The Bone Thief: A Body Farm Novel-5

At the podium Sinclair reddened. “I’m just saying we need to find realistic financial strategies for encouraging whole-body donations.”

 

 

“No, you’re saying people are greedy or stingy, that they have to be bought. I don’t agree, and I see one other person in the room who I suspect might back me up on this point.” He looked in my direction and pointed at me. “Dr. Brockton, forgive me for putting you on the spot, but have you had difficulty recruiting whole-body donors for your program?”

 

His question caught me utterly off guard. Price and Rankin had stressed the need to keep a low profile at the conference—the plan we’d agreed on was that I’d introduce myself to Sinclair after his talk and look for ways to bond with him—but it suddenly felt as if a spotlight as bright as the Luxor pyramid’s beacon was shining directly on me.

 

I stood up slowly, buying a few seconds of time, and cleared my throat. “Well, I reckon I’d have to say no, we haven’t had a lot of difficulty.”

 

Sinclair eyed me dubiously. “And your name and affiliation?”

 

“Bill Brockton.
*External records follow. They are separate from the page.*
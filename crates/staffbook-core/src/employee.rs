//! The persistent Employee record and the validated inputs that build and
//! mutate it.
//!
//! An [`Employee`] can only be produced from an [`EmployeeDraft`] (or by
//! re-validating a stored response) and only changed through
//! [`EmployeeChanges`], so `id`, `employee_id` and `created_at` never move
//! after creation and `updated_at` is refreshed on every real mutation.

use chrono::{DateTime, NaiveDate, Utc};
use rust_decimal::Decimal;

use crate::field::SALARY_PRECISION;

/// Rescale a validated salary so it always carries exactly two places.
pub(crate) fn normalize_salary(mut salary: Decimal) -> Decimal {
  salary.rescale(SALARY_PRECISION.decimal_places);
  salary
}

// ─── Draft ───────────────────────────────────────────────────────────────────

/// A create-view payload that passed validation, ready to be stored.
///
/// The storage layer owns `id` assignment and the `employee_id` uniqueness
/// check; it turns a draft into a record with [`EmployeeDraft::into_employee`].
#[derive(Debug, Clone, PartialEq, Eq)]
#[non_exhaustive]
pub struct EmployeeDraft {
  pub employee_id:  String,
  pub full_name:    String,
  pub department:   String,
  pub position:     String,
  pub email:        String,
  pub phone_number: String,
  pub join_date:    NaiveDate,
  /// Always exactly two fractional digits.
  pub salary:       Decimal,
}

impl EmployeeDraft {
  /// Materialise the stored record. New employees start active and have
  /// never been updated.
  pub fn into_employee(self, id: i64, created_at: DateTime<Utc>) -> Employee {
    Employee {
      id,
      employee_id: self.employee_id,
      full_name: self.full_name,
      department: self.department,
      position: self.position,
      email: self.email,
      phone_number: self.phone_number,
      join_date: self.join_date,
      salary: self.salary,
      is_active: true,
      created_at,
      updated_at: None,
    }
  }
}

// ─── Changes ─────────────────────────────────────────────────────────────────

/// An update-view payload that passed validation. `None` leaves the field
/// unchanged.
#[derive(Debug, Clone, Default, PartialEq, Eq)]
#[non_exhaustive]
pub struct EmployeeChanges {
  pub full_name:    Option<String>,
  pub department:   Option<String>,
  pub position:     Option<String>,
  pub email:        Option<String>,
  pub phone_number: Option<String>,
  pub join_date:    Option<NaiveDate>,
  pub salary:       Option<Decimal>,
  pub is_active:    Option<bool>,
}

impl EmployeeChanges {
  pub fn is_empty(&self) -> bool { self.fields().is_empty() }

  /// Names of the fields this change set touches.
  pub fn fields(&self) -> Vec<&'static str> {
    let mut out = Vec::new();
    if self.full_name.is_some() {
      out.push("full_name");
    }
    if self.department.is_some() {
      out.push("department");
    }
    if self.position.is_some() {
      out.push("position");
    }
    if self.email.is_some() {
      out.push("email");
    }
    if self.phone_number.is_some() {
      out.push("phone_number");
    }
    if self.join_date.is_some() {
      out.push("join_date");
    }
    if self.salary.is_some() {
      out.push("salary");
    }
    if self.is_active.is_some() {
      out.push("is_active");
    }
    out
  }
}

// ─── Record ──────────────────────────────────────────────────────────────────

/// The stored employee record.
#[derive(Debug, Clone, PartialEq, Eq)]
pub struct Employee {
  id:           i64,
  employee_id:  String,
  full_name:    String,
  department:   String,
  position:     String,
  email:        String,
  phone_number: String,
  join_date:    NaiveDate,
  salary:       Decimal,
  is_active:    bool,
  created_at:   DateTime<Utc>,
  updated_at:   Option<DateTime<Utc>>,
}

impl Employee {
  /// Assemble a record whose fields were already validated together.
  pub(crate) fn from_parts(
    id: i64,
    draft: EmployeeDraft,
    is_active: bool,
    created_at: DateTime<Utc>,
    updated_at: Option<DateTime<Utc>>,
  ) -> Self {
    let mut employee = draft.into_employee(id, created_at);
    employee.is_active = is_active;
    employee.updated_at = updated_at;
    employee
  }

  pub fn id(&self) -> i64 { self.id }

  pub fn employee_id(&self) -> &str { &self.employee_id }

  pub fn full_name(&self) -> &str { &self.full_name }

  pub fn department(&self) -> &str { &self.department }

  pub fn position(&self) -> &str { &self.position }

  pub fn email(&self) -> &str { &self.email }

  pub fn phone_number(&self) -> &str { &self.phone_number }

  pub fn join_date(&self) -> NaiveDate { self.join_date }

  pub fn salary(&self) -> Decimal { self.salary }

  pub fn is_active(&self) -> bool { self.is_active }

  pub fn created_at(&self) -> DateTime<Utc> { self.created_at }

  pub fn updated_at(&self) -> Option<DateTime<Utc>> { self.updated_at }

  /// Apply a validated change set.
  ///
  /// Returns `false` and leaves the record untouched, `updated_at` included,
  /// when `changes` is empty. Otherwise `updated_at` becomes `now`, clamped so
  /// it never precedes `created_at`.
  pub fn apply(&mut self, changes: EmployeeChanges, now: DateTime<Utc>) -> bool {
    if changes.is_empty() {
      return false;
    }

    let EmployeeChanges {
      full_name,
      department,
      position,
      email,
      phone_number,
      join_date,
      salary,
      is_active,
    } = changes;

    if let Some(v) = full_name {
      self.full_name = v;
    }
    if let Some(v) = department {
      self.department = v;
    }
    if let Some(v) = position {
      self.position = v;
    }
    if let Some(v) = email {
      self.email = v;
    }
    if let Some(v) = phone_number {
      self.phone_number = v;
    }
    if let Some(v) = join_date {
      self.join_date = v;
    }
    if let Some(v) = salary {
      self.salary = v;
    }
    if let Some(v) = is_active {
      self.is_active = v;
    }

    self.updated_at = Some(now.max(self.created_at));
    true
  }
}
I’m the chairman of the Anthropology Department at the University of Tennessee in Knoxville. The program Dr. Faust mentioned is our decomposition-research facility. Most people call it by its nickname, the Body Farm. We study postmortem human decay and the way the rate of decay is affected by factors like temperature, humidity, presence or absence of clothing, and so on. We also do a lot of trainings for crime-scene investigators, teaching them how to find buried bodies, how to search for scattered bones, that sort of thing.”

 

Sinclair considered this. “And you use donated bodies for this work?”

 

“We do. Mostly. Some of our specimens are unclaimed bodies from the medical examiner’s system, but the majority are donated bodies. About a thousand people have donated their bodies so far, and we’ve got another sixteen hundred donors on our version of a waiting list.” I heard a few chuckles at my spin on the term “waiting list.”

 

Soon I found myself answering a string of rapid-fire questions. People asked about our research, asked how we cleaned the skeletal material, asked for details on the donation program. Finally someone asked where we’d put the sixteen hundred donors on our waiting list. “I honestly don’t know,” I said. I decided there’d never be a better opportunity to dangle the line that Price and Rankin had liked, though this wasn’t exactly the way I’d envisioned casting it. “It’s not exactly that we have too many donated bodies,” I said. “We just don’t have enough space or enough funding.”

 

More questions followed. I felt bad for Sinclair. I hadn’t even planned to say anything, let alone steal the limelight, but once it shifted in my direction, I didn’t know how to get out of it. To his credit, he didn’t seem to mind. When the session ended at ten forty-five, he made a point of coming over to speak to me. Faust, on the other hand, gave me a brief wave from the back of the room, then darted out the door like a scalded cat. There appeared to be no love lost between him and Sinclair, and I wondered what had originally caused the tension.

 

Sinclair hung back till a few people had finished chatting with me, then offered me a smile and a handshake. “Dr. Brockton, you certainly livened up the discussion,” he said. “It was fascinating, and I appreciate it. I have to say, you make me wonder if I’ve been too quick to resort to the ‘throw money at it’ solution to the problem of motivating donors.”

 

“Well, we’ve been really fortunate,” I said. “The university is very supportive, the local media seem to like us, and we’ve benefited from theCSI craze. A rising tide lifts all boats, and we’re happy to be bobbing along at the high-water mark.”

 

Suddenly he frowned, aiming a finger. “I have a suspicion about you,” he said, and I felt my stomach clench. Had I been so clumsy, so obvious, that I’d already botched things? “I suspect,” he went on,

 

“you’re far too modest.”

 

So perhaps I hadn’t failed after all—not yet at least.

 

My relief turned to delight, followed swiftly by panic, when he added, “If you’ve got time, I’d love to hear more about your program over coffee.”

 

 

 

 

 

CHAPTER 23

 

 

“SHERWOOD FOREST CAFé OR SIR GALAHAD’S PUB?” Sinclair offered the hotel map for my perusal.

 

“Tough choice,” I mused. “If I were going just by the names, I’d go for Sherwood Forest, but it looks like it’s right off the casino floor, so I’m guessing it’s pretty noisy. Sir Galahad’s is on the second level, so maybe it’s quieter.”